▶ [PROBLEM]:
In the data below, which lines hold the word "Worsening"? Copy them.

· · ·

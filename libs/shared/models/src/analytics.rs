use std::fmt;

use serde::{Deserialize, Serialize};

use crate::vitals::RiskLevel;

#[derive(Debug, Clone, Copy, PartialEq, Eq, Serialize, Deserialize)]
pub enum TrendDirection {
    Improving,
    Stable,
    Worsening,
    #[serde(rename = "Insufficient data")]
    InsufficientData,
}

impl fmt::Display for TrendDirection {
    fn fmt(&self, f: &mut fmt::Formatter<'_>) -> fmt::Result {
        let label = match self {
            TrendDirection::Improving => "Improving",
            TrendDirection::Stable => "Stable",
            TrendDirection::Worsening => "Worsening",
            TrendDirection::InsufficientData => "Insufficient data",
        };
        f.write_str(label)
    }
}

#[derive(Debug, Clone, Copy, Default, PartialEq, Eq, Serialize, Deserialize)]
pub struct RiskDistribution {
    #[serde(alias = "Low", default)]
    pub low: u32,
    #[serde(alias = "Moderate", alias = "medium", default)]
    pub moderate: u32,
    #[serde(alias = "High", default)]
    pub high: u32,
}

impl RiskDistribution {
    pub fn total(&self) -> u32 {
        self.low + self.moderate + self.high
    }
}

#[derive(Debug, Clone, Default, PartialEq, Serialize, Deserialize)]
pub struct VitalAverages {
    #[serde(default)]
    pub blood_pressure_systolic: Option<f64>,
    #[serde(default)]
    pub blood_pressure_diastolic: Option<f64>,
    #[serde(default)]
    pub heart_rate: Option<f64>,
    #[serde(default)]
    pub temperature: Option<f64>,
    #[serde(default)]
    pub oxygen_saturation: Option<f64>,
    #[serde(default)]
    pub risk_score: Option<f64>,
}

/// Server-computed aggregate; rendered as received.
#[derive(Debug, Clone, PartialEq, Serialize, Deserialize)]
pub struct AnalyticsResult {
    pub patient_id: String,
    pub total_readings: u32,
    #[serde(default)]
    pub risk_distribution: RiskDistribution,
    #[serde(default)]
    pub averages: VitalAverages,
    #[serde(default)]
    pub deteriorating: bool,
    pub trend_direction: TrendDirection,
    #[serde(default)]
    pub latest_risk_level: Option<RiskLevel>,
}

· · ·

▶ [SOLUTION TO THIS PROBLEM]:
    Worsening,
            TrendDirection::Worsening => "Worsening",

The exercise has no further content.